Required 1Password item op://homelab/default.syncthing with fields:
| Field | Purpose |
|---|---|
username |
GUI login user (--gui-user) |
password |
GUI login password (plaintext; bcrypt-hashed on apply) |
apiKey |
REST/GUI API key, injected at runtime via STGUIAPIKEY |
The password is stored in 1Password as plaintext; syncthing generate bcrypt-hashes it into config.xml each start (bcrypt salts randomly, so the on-disk hash differs run to run — the password itself is deterministic). Configured auth also satisfies Syncthing’s Host-header check, which is what allows the GUI to be served over the syncthing.${SECRET_DOMAIN} hostname.
SSO via Authelia (the cluster’s
SecurityPolicy.oidcpattern) can be layered on top later if desired; it would guard the browser path only, not the REST API or direct pod access.
Local-only discovery enforcement
The same init container patches /var/syncthing/config.xml to prefer local/private discovery:
globalAnnounceEnabled=falserelaysEnabled=falsenatEnabled=falselocalAnnounceEnabled=true
This disables Syncthing global discovery, public relays, and NAT traversal while keeping LAN discovery enabled.
Configuring Edge Devices
The cluster runs the central Syncthing node; laptops, phones, and other edge devices peer with it directly. Because global discovery, relays, and NAT traversal are disabled (see above), edge devices must add the central node by Device ID + explicit address — auto-discovery will not find it.
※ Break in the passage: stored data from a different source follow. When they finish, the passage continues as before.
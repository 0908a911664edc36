use serde::{Deserialize, Serialize};

use crate::query::{SortOrder, TripType};

pub const DEFAULT_DURATION: &str = "8h 30m";
pub const DEFAULT_DEPARTURE_TIME: &str = "08:00";
pub const DEFAULT_ARRIVAL_TIME: &str = "16:30";

/// One bookable option for a single leg, in the shape every source is
/// normalized to.
#[derive(Debug, Clone, PartialEq, Serialize, Deserialize)]
#[serde(rename_all = "camelCase")]
pub struct FlightResult {
    pub id: String,
    pub airline: String,
    pub from: String,
    pub to: String,
    pub date: String,
    pub price: f64,
    pub currency: String,
    pub duration: String,
    pub stops: u32,
    pub departure_time: String,
    pub arrival_time: String,
    pub booking_url: String,
    /// Set when the source had no fare and `price` is a synthetic estimate.
    #[serde(default)]
    pub price_estimated: bool,
}

#[derive(Debug, Clone, Serialize, Deserialize)]
#[serde(rename_all = "camelCase")]
pub struct SearchMeta {
    pub count: usize,
    pub currency: String,
    pub trip_type: TripType,
    pub api_used: String,
    #[serde(default)]
    pub return_leg_missing: bool,
    #[serde(default, skip_serializing_if = "Option::is_none")]
    pub highlights: Option<Highlights>,
}

/// Result ids worth pointing out in a response summary.
#[derive(Debug, Clone, PartialEq, Serialize, Deserialize)]
#[serde(rename_all = "camelCase")]
pub struct Highlights {
    /// The cheapest result.
    pub best_value: String,
    /// Shortest flight, when it is not also the best value.
    #[serde(default, skip_serializing_if = "Option::is_none")]
    pub fastest: Option<String>,
    /// Cheapest nonstop flight, when it is not also the best value.
    #[serde(default, skip_serializing_if = "Option::is_none")]
    pub cheapest_direct: Option<String>,
}

impl Highlights {
    pub fn from_flights(flights: &[FlightResult]) -> Option<Self> {
        let cheapest = flights.iter().min_by(|a, b| a.price.total_cmp(&b.price))?;
        let fastest = flights
            .iter()
            .filter_map(|f| duration_minutes(&f.duration).map(|m| (m, f)))
            .min_by_key(|(m, _)| *m)
            .map(|(_, f)| f);
        let direct = flights
            .iter()
            .filter(|f| f.stops == 0)
            .min_by(|a, b| a.price.total_cmp(&b.price));

        let other = |f: Option<&FlightResult>| {
            f.filter(|f| f.id != cheapest.id).map(|f| f.id.clone())
        };
        Some(Self {
            best_value: cheapest.id.clone(),
            fastest: other(fastest),
            cheapest_direct: other(direct),
        })
    }
}

#[derive(Debug, Clone, Serialize, Deserialize)]
pub struct SearchResponse {
    pub success: bool,
    pub flights: Vec<FlightResult>,
    pub meta: SearchMeta,
}

impl SearchResponse {
    /// Keeps only the `n` cheapest flights.
    pub fn keep_cheapest(&mut self, n: usize) {
        self.flights.sort_by(|a, b| a.price.total_cmp(&b.price));
        self.flights.truncate(n);
        self.meta.count = self.flights.len();
        self.meta.highlights = Highlights::from_flights(&self.flights);
    }

    pub fn find(&self, id: &str) -> Option<&FlightResult> {
        self.flights.iter().find(|f| f.id == id)
    }
}

/// Stable sort, so ties keep the source's order.
pub fn sort_flights(flights: &mut [FlightResult], order: SortOrder) {
    match order {
        SortOrder::Price => flights.sort_by(|a, b| a.price.total_cmp(&b.price)),
        SortOrder::Duration => {
            flights.sort_by_key(|f| duration_minutes(&f.duration).unwrap_or(u32::MAX))
        }
        SortOrder::Stops => flights.sort_by_key(|f| f.stops),
    }
}

pub fn format_duration(minutes: u32) -> String {
    format!("{}h {}m", minutes / 60, minutes % 60)
}

/// Inverse of [`format_duration`]; also accepts a bare `"9h"`.
pub fn duration_minutes(duration: &str) -> Option<u32> {
    let (hours, rest) = duration.split_once('h')?;
    let hours: u32 = hours.trim().parse().ok()?;
    let minutes = rest.trim().trim_end_matches('m').trim();
    let minutes: u32 = if minutes.is_empty() {
        0
    } else {
        minutes.parse().ok()?
    };
    Some(hours * 60 + minutes)
}

/// Extracts `HH:MM` from timestamps like `2026-03-01T08:15:00+00:00` or
/// `2026-03-01 08:15+01:00`.
pub fn time_of_day(timestamp: &str) -> Option<String> {
    let (_, time) = timestamp.split_once(['T', ' '])?;
    let hhmm = time.get(..5)?;
    let bytes = hhmm.as_bytes();
    let well_formed = bytes[2] == b':'
        && bytes[..2].iter().all(u8::is_ascii_digit)
        && bytes[3..].iter().all(u8::is_ascii_digit);
    well_formed.then(|| hhmm.to_string())
}

pub fn round_cents(amount: f64) -> f64 {
    (amount * 100.0).round() / 100.0
}

pub fn google_flights_url(from: &str, to: &str, date: &str) -> String {
    format!("https://www.google.com/travel/flights?q=flights+from+{from}+to+{to}+on+{date}")
}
Two hostnames front the central node:
https://syncthing.${SECRET_DOMAIN}— the web GUI (Envoy internal route, TLS on 443).sync.${SECRET_DOMAIN}— the sync/discovery listener (dedicated LoadBalancer IP10.2.118.6, TCP/UDP 22000 + UDP 21027).
- Get the central Device ID. Open the GUI at
https://syncthing.${SECRET_DOMAIN}→ Actions → Show ID, and copy the Device ID. - Add the central node on the edge device (desktop GUI or mobile app):
- Add Remote Device and paste the central Device ID.
- Under Advanced → Addresses, replace
dynamicwithtcp://sync.${SECRET_DOMAIN}:22000(optionally alsoquic://sync.${SECRET_DOMAIN}:22000). - Save.
- Accept on the central node. Back in the GUI, accept the incoming device prompt (or add the edge Device ID manually).
- Share folders. On the central node, share (or create) a folder with the edge device, then accept the share on the edge device and pick its local path. Repeat per folder.
Networking note: the sync protocol needs raw L4 reachability, so it is exposed via a dedicated Cilium LoadBalancer (
discoveryservice) rather than the Envoy GUI route, which only speaks HTTP.sync.${SECRET_DOMAIN}is published to internal DNS by k8s-gateway from the service’sexternal-dnshostname annotation and pinned to10.2.118.6via LBIPAM, so the address stays stable across redeploys.